▶ **Exercise instructions**
Pull out every line below containing the word "AppError".

_ _ _ _ _ _ _

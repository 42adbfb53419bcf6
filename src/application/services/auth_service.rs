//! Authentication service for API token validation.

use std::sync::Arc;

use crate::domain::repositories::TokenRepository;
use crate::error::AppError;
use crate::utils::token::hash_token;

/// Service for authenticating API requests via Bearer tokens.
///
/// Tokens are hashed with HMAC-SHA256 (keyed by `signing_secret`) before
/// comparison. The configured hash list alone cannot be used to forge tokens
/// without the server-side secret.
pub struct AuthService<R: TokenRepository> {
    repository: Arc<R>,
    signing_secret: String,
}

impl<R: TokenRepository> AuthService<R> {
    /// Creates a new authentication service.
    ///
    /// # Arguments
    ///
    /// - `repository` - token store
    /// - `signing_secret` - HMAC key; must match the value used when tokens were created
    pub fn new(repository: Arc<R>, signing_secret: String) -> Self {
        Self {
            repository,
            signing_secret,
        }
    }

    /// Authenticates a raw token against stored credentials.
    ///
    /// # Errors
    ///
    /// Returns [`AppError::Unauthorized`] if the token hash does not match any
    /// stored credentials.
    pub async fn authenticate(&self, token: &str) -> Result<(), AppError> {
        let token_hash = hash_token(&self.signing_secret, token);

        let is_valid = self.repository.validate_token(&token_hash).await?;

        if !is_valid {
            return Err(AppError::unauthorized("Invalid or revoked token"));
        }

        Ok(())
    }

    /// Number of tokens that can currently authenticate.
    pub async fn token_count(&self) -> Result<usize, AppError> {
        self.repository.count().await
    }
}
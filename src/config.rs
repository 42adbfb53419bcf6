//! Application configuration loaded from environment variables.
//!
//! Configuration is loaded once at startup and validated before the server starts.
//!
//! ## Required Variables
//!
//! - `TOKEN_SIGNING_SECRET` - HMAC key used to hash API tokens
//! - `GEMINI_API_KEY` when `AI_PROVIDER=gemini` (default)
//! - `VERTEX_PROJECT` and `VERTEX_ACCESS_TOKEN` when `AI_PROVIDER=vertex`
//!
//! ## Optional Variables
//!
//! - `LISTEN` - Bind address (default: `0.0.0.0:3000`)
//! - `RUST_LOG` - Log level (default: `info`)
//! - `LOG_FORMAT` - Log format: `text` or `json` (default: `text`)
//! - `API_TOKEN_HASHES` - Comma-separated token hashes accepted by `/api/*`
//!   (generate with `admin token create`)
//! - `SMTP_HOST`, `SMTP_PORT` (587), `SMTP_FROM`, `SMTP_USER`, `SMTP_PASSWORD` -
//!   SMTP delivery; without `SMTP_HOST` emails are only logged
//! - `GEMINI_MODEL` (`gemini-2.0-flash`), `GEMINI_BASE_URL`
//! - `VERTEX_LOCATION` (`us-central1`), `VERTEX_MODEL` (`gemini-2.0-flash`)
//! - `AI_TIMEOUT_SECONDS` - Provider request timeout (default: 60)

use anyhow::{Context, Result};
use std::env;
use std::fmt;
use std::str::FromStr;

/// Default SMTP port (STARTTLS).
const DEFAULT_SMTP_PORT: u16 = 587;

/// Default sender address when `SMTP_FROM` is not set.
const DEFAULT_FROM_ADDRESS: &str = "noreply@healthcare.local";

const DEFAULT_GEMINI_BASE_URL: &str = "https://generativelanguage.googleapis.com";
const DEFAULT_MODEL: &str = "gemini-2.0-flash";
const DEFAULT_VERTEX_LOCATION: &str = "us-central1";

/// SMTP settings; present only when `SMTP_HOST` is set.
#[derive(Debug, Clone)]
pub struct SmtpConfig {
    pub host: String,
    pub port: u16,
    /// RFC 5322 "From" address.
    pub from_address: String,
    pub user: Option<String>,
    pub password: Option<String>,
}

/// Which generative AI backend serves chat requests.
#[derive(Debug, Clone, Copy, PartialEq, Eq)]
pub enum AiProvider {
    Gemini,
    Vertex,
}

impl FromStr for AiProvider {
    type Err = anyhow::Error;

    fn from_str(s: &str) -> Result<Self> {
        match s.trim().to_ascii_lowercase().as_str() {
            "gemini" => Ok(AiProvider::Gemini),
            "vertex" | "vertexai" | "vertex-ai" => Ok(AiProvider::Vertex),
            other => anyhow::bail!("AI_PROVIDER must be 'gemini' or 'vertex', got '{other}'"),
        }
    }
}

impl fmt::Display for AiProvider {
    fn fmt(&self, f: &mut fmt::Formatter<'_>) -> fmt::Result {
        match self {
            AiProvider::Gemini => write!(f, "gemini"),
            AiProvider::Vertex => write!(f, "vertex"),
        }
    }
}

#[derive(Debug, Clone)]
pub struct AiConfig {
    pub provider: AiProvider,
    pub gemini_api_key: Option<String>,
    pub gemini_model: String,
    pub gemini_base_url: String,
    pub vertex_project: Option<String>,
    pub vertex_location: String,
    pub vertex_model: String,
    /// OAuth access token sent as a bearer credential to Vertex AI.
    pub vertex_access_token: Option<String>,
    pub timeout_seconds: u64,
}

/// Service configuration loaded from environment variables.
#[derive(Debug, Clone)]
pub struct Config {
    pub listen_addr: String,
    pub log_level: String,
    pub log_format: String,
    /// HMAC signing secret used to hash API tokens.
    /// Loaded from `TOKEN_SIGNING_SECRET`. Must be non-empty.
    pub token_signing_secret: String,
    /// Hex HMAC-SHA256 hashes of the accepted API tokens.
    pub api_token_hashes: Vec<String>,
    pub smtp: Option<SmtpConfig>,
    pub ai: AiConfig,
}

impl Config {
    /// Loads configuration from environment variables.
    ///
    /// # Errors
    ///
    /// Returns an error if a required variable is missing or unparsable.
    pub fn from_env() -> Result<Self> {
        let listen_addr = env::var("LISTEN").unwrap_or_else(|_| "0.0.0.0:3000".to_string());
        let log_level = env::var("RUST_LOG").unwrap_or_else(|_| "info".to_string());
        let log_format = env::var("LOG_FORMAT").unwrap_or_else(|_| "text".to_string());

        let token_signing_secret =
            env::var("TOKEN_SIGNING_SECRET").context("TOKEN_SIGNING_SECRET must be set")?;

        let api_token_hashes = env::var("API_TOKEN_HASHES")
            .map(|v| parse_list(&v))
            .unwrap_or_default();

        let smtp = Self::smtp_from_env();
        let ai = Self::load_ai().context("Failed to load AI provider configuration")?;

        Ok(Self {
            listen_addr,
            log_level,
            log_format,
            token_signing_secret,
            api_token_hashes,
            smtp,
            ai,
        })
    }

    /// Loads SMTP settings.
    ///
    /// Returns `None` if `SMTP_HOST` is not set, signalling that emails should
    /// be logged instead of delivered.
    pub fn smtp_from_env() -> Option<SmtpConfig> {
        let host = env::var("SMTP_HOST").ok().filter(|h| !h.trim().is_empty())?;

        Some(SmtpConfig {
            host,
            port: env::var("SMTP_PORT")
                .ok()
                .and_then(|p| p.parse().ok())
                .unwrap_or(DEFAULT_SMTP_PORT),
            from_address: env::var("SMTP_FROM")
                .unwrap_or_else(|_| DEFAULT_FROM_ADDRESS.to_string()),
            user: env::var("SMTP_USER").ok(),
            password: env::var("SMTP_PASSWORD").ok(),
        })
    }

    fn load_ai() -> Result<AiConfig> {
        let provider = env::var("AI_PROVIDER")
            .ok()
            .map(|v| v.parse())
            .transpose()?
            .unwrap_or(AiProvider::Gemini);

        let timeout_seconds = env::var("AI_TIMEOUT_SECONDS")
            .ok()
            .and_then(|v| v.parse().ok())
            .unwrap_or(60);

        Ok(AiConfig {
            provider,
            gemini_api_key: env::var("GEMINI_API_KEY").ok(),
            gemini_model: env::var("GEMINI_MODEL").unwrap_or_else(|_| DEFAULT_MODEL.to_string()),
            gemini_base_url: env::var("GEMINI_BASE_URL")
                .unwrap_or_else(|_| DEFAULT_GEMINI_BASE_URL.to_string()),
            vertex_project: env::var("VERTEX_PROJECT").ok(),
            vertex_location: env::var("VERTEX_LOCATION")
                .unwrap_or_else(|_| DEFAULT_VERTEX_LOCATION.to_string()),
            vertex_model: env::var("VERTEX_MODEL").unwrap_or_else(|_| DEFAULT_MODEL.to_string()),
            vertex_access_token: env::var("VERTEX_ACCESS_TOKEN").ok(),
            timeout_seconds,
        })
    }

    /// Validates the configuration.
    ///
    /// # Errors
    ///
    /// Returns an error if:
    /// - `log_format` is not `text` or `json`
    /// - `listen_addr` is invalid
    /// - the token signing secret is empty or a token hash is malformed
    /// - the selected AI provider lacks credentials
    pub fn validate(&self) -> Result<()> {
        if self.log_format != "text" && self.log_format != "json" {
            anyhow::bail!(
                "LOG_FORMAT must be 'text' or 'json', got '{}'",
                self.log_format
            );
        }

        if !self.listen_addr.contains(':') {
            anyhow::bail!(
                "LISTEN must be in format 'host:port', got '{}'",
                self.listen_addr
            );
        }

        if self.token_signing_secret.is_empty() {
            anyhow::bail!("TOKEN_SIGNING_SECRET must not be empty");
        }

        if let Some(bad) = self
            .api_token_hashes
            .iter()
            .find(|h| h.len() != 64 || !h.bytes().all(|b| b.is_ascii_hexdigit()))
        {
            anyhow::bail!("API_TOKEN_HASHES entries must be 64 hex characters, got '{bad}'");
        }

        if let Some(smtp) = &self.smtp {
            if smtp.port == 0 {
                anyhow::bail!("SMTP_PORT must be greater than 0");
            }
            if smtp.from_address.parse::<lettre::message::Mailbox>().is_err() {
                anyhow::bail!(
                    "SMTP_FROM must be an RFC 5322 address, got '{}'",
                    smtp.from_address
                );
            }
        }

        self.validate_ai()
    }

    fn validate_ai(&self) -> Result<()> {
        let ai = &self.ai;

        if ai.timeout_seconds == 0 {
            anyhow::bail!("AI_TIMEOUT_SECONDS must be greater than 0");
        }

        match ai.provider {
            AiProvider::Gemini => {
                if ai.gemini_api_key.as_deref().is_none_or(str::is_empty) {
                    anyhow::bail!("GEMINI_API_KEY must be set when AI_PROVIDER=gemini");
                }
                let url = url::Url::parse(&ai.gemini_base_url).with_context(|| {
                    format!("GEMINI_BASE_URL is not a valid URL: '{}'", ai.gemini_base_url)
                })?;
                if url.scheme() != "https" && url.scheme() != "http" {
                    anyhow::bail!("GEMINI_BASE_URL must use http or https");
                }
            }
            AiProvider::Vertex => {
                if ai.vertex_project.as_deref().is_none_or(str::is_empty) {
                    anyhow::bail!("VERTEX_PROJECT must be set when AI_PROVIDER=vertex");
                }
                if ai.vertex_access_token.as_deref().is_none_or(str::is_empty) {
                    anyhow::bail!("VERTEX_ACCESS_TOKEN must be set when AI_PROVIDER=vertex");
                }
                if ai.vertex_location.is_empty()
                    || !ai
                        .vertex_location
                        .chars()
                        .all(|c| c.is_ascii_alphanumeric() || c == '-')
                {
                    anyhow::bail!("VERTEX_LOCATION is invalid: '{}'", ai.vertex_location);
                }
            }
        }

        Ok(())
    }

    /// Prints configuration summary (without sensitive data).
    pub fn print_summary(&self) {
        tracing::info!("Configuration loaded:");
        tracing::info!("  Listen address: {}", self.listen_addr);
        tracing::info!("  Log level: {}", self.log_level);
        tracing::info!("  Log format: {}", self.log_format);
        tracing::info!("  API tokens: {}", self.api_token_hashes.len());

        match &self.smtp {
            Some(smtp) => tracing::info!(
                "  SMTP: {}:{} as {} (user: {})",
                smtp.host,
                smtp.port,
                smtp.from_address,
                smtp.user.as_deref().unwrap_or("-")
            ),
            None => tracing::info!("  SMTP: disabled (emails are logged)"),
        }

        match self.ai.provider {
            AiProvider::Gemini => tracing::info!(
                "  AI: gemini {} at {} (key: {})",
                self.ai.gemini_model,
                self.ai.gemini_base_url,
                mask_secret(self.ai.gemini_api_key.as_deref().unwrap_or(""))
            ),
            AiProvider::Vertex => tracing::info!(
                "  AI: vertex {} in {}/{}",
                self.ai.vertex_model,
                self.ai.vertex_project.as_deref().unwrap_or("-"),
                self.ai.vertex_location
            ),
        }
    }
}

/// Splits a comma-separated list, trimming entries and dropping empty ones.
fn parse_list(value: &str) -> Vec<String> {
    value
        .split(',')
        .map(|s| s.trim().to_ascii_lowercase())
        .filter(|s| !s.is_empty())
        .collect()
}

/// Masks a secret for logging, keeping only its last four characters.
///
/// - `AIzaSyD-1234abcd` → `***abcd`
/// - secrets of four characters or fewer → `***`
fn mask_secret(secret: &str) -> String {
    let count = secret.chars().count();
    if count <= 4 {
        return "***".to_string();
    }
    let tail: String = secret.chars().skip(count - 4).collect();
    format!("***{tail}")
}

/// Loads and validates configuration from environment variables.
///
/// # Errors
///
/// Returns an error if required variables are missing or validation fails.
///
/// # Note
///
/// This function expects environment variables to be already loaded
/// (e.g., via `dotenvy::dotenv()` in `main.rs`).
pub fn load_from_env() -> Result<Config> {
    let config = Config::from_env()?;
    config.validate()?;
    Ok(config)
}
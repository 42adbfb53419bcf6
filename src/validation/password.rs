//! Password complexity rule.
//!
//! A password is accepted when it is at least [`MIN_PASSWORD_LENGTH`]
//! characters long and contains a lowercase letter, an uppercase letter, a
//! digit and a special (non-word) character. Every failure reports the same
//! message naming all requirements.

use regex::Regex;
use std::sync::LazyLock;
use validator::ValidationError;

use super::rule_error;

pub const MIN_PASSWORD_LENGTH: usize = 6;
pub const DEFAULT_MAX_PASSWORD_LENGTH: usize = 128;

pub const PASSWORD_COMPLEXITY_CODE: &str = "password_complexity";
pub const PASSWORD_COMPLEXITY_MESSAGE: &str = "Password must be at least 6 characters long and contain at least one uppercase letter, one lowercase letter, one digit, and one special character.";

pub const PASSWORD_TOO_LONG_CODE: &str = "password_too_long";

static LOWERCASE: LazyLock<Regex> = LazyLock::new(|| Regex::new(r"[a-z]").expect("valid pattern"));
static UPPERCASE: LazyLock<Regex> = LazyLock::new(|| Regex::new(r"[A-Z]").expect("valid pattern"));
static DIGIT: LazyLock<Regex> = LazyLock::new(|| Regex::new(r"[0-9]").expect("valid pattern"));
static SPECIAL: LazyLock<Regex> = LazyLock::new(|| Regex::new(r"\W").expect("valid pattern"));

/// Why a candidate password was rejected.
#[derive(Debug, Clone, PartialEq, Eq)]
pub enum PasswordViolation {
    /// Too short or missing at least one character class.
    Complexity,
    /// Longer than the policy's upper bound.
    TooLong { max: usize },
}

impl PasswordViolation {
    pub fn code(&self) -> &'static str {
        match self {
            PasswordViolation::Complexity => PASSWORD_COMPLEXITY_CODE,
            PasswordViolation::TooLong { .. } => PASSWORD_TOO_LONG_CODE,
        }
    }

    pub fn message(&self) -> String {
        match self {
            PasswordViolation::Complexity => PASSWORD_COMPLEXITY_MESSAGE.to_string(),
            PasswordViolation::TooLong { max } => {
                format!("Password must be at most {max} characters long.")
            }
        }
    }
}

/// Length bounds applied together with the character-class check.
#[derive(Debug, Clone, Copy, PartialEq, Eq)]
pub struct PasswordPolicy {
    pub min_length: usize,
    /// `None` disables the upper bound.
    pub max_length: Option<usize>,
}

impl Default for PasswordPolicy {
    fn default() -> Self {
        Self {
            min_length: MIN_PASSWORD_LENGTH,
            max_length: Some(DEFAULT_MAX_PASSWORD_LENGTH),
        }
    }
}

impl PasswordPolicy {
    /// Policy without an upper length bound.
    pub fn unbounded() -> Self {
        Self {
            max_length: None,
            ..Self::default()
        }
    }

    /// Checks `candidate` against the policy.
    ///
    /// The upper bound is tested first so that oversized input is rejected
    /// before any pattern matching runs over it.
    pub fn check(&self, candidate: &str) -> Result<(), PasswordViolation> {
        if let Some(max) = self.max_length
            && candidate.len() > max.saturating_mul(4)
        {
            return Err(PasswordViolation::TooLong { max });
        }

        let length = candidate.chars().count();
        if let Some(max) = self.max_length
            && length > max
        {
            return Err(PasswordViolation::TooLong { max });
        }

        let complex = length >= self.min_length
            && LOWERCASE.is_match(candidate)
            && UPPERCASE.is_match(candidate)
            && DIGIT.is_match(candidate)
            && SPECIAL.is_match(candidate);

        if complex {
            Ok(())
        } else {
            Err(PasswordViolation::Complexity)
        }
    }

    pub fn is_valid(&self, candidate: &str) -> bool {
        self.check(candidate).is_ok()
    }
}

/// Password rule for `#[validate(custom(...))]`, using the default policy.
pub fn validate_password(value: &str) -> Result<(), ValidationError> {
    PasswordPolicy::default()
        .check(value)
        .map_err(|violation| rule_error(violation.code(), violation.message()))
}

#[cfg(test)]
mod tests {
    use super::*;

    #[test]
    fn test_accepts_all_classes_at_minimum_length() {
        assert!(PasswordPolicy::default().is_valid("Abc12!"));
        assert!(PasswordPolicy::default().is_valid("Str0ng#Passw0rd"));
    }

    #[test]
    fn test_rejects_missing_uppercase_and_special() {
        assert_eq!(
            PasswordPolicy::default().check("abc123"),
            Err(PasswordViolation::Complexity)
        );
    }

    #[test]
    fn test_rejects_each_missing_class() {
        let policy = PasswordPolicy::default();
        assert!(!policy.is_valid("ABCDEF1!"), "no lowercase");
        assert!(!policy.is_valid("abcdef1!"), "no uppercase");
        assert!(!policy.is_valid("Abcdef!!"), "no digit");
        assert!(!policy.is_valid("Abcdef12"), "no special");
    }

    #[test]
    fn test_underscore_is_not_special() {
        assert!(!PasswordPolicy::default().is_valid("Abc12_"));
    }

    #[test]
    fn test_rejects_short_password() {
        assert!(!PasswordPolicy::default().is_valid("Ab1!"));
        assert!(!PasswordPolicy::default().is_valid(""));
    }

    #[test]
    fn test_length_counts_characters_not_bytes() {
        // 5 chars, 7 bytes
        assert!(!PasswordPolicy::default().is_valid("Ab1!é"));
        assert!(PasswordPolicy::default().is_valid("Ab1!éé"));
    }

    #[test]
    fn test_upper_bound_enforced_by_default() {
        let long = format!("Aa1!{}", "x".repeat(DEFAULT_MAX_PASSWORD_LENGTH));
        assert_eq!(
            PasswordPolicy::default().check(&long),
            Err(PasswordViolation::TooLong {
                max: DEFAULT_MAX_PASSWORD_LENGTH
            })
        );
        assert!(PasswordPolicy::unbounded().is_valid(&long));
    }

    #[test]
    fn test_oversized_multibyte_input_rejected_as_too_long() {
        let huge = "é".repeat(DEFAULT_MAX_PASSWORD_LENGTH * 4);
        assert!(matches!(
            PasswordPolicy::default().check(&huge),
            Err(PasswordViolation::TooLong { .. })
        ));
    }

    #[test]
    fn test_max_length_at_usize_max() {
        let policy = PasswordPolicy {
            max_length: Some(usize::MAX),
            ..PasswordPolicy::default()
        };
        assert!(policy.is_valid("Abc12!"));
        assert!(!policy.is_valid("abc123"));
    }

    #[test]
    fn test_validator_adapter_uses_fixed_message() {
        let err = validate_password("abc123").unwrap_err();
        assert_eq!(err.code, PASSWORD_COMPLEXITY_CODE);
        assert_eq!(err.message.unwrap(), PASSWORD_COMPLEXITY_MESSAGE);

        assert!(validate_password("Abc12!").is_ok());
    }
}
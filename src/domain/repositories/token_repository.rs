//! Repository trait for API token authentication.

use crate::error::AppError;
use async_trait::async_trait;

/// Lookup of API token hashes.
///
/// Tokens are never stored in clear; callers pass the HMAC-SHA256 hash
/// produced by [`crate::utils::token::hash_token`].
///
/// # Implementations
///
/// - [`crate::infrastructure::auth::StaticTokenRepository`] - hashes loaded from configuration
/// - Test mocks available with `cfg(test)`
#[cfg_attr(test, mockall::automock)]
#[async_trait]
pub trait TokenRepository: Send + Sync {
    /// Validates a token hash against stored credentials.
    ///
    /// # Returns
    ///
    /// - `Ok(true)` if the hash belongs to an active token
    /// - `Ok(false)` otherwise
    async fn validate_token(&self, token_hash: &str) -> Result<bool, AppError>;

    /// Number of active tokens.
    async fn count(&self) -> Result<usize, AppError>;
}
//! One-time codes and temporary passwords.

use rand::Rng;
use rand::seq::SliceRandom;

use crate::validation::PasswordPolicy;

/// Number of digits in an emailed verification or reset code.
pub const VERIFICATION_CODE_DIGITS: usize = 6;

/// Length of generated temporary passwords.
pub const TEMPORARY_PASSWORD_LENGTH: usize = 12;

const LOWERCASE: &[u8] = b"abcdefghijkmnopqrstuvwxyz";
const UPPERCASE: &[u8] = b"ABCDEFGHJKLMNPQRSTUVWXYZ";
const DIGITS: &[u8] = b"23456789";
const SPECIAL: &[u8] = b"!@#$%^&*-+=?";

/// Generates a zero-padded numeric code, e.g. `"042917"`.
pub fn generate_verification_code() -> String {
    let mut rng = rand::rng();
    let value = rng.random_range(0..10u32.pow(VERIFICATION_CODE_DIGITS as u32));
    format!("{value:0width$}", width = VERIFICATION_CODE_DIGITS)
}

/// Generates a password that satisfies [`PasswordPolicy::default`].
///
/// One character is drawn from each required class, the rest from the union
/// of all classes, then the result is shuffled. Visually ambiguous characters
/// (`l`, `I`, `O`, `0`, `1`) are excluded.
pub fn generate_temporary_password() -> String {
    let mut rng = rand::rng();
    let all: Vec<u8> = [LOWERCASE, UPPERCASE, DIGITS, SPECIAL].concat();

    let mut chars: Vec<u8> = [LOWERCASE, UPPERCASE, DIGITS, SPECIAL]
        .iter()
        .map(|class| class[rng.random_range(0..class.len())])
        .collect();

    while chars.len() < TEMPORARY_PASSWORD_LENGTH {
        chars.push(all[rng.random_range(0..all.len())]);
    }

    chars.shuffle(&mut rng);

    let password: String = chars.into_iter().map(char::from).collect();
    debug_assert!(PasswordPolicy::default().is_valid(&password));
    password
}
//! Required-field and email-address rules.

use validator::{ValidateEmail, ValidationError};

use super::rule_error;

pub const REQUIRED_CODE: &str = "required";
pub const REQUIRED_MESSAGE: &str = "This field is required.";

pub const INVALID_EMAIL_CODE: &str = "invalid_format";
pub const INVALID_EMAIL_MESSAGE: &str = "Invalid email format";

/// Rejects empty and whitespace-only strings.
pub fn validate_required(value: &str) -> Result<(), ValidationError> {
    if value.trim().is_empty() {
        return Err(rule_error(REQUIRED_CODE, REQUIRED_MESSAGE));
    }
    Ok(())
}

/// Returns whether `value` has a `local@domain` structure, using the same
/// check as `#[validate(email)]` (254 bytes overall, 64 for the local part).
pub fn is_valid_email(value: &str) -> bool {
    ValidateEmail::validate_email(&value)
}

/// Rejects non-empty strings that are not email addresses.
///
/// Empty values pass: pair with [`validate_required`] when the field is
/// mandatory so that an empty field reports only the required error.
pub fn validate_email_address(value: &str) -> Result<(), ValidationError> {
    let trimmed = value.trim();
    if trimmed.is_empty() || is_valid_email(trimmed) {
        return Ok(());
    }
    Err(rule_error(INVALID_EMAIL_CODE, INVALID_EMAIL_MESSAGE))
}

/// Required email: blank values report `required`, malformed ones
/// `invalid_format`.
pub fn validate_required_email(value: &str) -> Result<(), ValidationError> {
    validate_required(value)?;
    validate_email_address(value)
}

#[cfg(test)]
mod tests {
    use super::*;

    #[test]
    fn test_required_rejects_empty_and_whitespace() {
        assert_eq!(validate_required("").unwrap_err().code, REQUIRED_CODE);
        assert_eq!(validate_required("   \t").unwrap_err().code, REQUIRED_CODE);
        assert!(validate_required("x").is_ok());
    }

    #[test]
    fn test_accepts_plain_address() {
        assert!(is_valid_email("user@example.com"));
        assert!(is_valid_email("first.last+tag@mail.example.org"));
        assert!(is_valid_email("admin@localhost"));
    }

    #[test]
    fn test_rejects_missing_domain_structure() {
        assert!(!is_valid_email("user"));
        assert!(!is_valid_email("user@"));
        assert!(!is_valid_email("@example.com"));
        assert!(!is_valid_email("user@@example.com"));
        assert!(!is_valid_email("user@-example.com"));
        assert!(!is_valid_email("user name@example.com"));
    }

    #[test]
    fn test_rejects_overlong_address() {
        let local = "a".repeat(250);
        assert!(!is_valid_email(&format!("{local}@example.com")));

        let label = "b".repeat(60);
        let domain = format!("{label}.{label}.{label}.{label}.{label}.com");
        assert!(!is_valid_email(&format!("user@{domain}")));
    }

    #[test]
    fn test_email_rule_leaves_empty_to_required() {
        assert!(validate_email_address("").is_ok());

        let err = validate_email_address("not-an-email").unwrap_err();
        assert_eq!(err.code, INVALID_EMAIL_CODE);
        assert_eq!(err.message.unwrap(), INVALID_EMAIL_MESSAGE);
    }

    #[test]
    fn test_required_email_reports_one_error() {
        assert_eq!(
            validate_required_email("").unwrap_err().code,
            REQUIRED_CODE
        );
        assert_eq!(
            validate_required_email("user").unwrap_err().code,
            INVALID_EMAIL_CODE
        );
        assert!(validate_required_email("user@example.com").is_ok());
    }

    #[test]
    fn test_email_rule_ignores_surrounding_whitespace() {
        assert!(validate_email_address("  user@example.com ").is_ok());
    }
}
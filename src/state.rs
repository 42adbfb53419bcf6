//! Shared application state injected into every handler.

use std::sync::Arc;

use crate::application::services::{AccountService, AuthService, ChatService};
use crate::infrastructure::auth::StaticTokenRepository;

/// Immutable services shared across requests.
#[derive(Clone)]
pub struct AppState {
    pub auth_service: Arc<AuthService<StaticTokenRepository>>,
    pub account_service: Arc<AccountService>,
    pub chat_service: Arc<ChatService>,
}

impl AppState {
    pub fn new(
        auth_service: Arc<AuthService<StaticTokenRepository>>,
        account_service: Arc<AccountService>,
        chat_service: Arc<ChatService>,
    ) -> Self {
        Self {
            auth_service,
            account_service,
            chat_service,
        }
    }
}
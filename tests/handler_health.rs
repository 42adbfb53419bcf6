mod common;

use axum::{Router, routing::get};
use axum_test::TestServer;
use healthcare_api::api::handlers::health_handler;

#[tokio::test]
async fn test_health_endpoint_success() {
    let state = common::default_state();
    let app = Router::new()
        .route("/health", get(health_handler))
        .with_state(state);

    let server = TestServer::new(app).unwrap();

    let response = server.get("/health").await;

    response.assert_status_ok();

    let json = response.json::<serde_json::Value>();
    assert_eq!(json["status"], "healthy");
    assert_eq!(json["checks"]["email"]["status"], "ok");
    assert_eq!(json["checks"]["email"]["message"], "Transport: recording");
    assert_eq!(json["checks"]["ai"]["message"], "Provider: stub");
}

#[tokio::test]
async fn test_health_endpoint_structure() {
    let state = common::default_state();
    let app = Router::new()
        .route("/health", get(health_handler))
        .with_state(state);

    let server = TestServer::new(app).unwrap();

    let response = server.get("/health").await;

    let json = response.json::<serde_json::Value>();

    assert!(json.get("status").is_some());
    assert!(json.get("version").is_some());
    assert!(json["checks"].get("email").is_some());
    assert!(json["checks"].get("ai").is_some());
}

_ _ _ _ _ _ _

▶ **Exercise output**
use crate::error::AppError;
    /// Returns [`AppError::Unauthorized`] if the token hash does not match any
    pub async fn authenticate(&self, token: &str) -> Result<(), AppError> {
            return Err(AppError::unauthorized("Invalid or revoked token"));
    pub async fn token_count(&self) -> Result<usize, AppError> {
use crate::error::AppError;
    async fn validate_token(&self, token_hash: &str) -> Result<bool, AppError>;
    async fn count(&self) -> Result<usize, AppError>;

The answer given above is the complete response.